Glares, stares, murmurs, contempt, frowns abound:
“Sounds like a new-age minister!”
“This isn’t his choir!”
A collective litany begins – group think:
“Weeds are pests — like insects, rodents, spiders, varmints.
This here stuff is new,
Saw it on TV.”
“I’ll tell you how I kill those SOBs:
Just go out there and stare them down,
Talk to them,
Tell them you remember them from last year.”

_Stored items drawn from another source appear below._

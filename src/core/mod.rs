//! 核心层：错误分类、对话状态、编排状态机、UI 会话任务

pub mod error;
pub mod orchestrator;
pub mod session;
pub mod state;

pub use error::{
    ActionError, ConversationError, RegistryError, SchemaCompileError, TransportError,
};
pub use orchestrator::{Orchestrator, OrchestratorConfig, Outcome, DEFAULT_SYSTEM_PROMPT};
pub use session::{spawn_session, Command};
pub use state::{Conversation, Phase, PhaseLabel, UiState};
//! 动作注册表
//!
//! 所有动作实现 Action trait（name / params / doc / invoke），由 ActionProvider 一次性列出；
//! ActionRegistry 在构建时逐个经 Schema 编译器生成 ActionDescriptor，并校验名称唯一。
//! 构建完成后只读，可用 Arc 在多个对话之间共享。

use std::collections::HashMap;
use std::future::Future;
use std::sync::Arc;

use async_trait::async_trait;
use futures_util::future::BoxFuture;
use futures_util::FutureExt;
use serde_json::Value;

use crate::actions::args::ActionArgs;
use crate::actions::schema::{compile, ActionDescriptor, FormalParam};
use crate::core::{ActionError, RegistryError};

/// 动作 trait：名称、形参（含类型）、文档块、异步调用
#[async_trait]
pub trait Action: Send + Sync {
    fn name(&self) -> &str;

    /// 形参列表，顺序即 properties 顺序
    fn params(&self) -> &[FormalParam];

    /// 文档块（见 schema 模块的语法说明）
    fn doc(&self) -> &str;

    async fn invoke(&self, args: ActionArgs) -> Result<Value, ActionError>;
}

type Handler = dyn Fn(ActionArgs) -> BoxFuture<'static, Result<Value, ActionError>> + Send + Sync;

/// 显式注册记录：名称 + 形参 + 文档 + 闭包
pub struct FnAction {
    name: String,
    params: Vec<FormalParam>,
    doc: String,
    handler: Arc<Handler>,
}

impl FnAction {
    pub fn new<F, Fut>(name: &str, params: Vec<FormalParam>, doc: &str, handler: F) -> Self
    where
        F: Fn(ActionArgs) -> Fut + Send + Sync + 'static,
        Fut: Future<Output = Result<Value, ActionError>> + Send + 'static,
    {
        Self {
            name: name.to_string(),
            params,
            doc: doc.to_string(),
            handler: Arc::new(move |args| handler(args).boxed()),
        }
    }
}

#[async_trait]
impl Action for FnAction {
    fn name(&self) -> &str {
        &self.name
    }

    fn params(&self) -> &[FormalParam] {
        &self.params
    }

    fn doc(&self) -> &str {
        &self.doc
    }

    async fn invoke(&self, args: ActionArgs) -> Result<Value, ActionError> {
        (self.handler)(args).await
    }
}

/// 动作提供方：一次性列出本会话支持的全部动作
pub trait ActionProvider {
    fn actions(&self) -> Vec<Arc<dyn Action>>;
}

struct Entry {
    descriptor: ActionDescriptor,
    action: Arc<dyn Action>,
}

/// 动作注册表：保持注册顺序，按名绑定
#[derive(Default)]
pub struct ActionRegistry {
    entries: Vec<Entry>,
    index: HashMap<String, usize>,
    catalog: Vec<Value>,
}

impl ActionRegistry {
    /// 编译全部动作；任何一个描述不完整或重名都会让构建失败
    pub fn build(actions: impl IntoIterator<Item = Arc<dyn Action>>) -> Result<Self, RegistryError> {
        let mut registry = Self::default();
        for action in actions {
            let descriptor = compile(action.name(), action.params(), action.doc())?;
            if registry.index.contains_key(&descriptor.name) {
                return Err(RegistryError::DuplicateAction(descriptor.name));
            }
            registry
                .index
                .insert(descriptor.name.clone(), registry.entries.len());
            registry.catalog.push(descriptor.to_tool_json());
            registry.entries.push(Entry { descriptor, action });
        }
        tracing::info!(actions = registry.entries.len(), "action registry built");
        Ok(registry)
    }

    pub fn from_provider(provider: &dyn ActionProvider) -> Result<Self, RegistryError> {
        Self::build(provider.actions())
    }

    pub fn get(&self, name: &str) -> Option<Arc<dyn Action>> {
        self.index.get(name).map(|&i| self.entries[i].action.clone())
    }

    pub fn descriptor(&self, name: &str) -> Option<&ActionDescriptor> {
        self.index.get(name).map(|&i| &self.entries[i].descriptor)
    }

    pub fn descriptors(&self) -> impl Iterator<Item = &ActionDescriptor> {
        self.entries.iter().map(|e| &e.descriptor)
    }

    /// 线格式的工具目录，每轮请求原样注入
    pub fn tool_catalog(&self) -> &[Value] {
        &self.catalog
    }

    pub fn action_names(&self) -> Vec<String> {
        self.entries.iter().map(|e| e.descriptor.name.clone()).collect()
    }

    pub fn len(&self) -> usize {
        self.entries.len()
    }

    pub fn is_empty(&self) -> bool {
        self.entries.is_empty()
    }
}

“The more complex the chemical names,
On the package, the more I am likely to buy it.
I want a lawn without crabgrass, milkweed, dandelions.
Just perfect Bermuda green,
Like our golf course.
That makes a man’s Spring and Summer.”
“You know, you have to apply the killers in the winter
To be prepared for the spring.
They grow even in the cold.
There’s no end to their presence.”
“Where I live,
“Our Neighborhood Board
Requires us lawn-free of weeds.”
One of the Board Members owns a lawn service.”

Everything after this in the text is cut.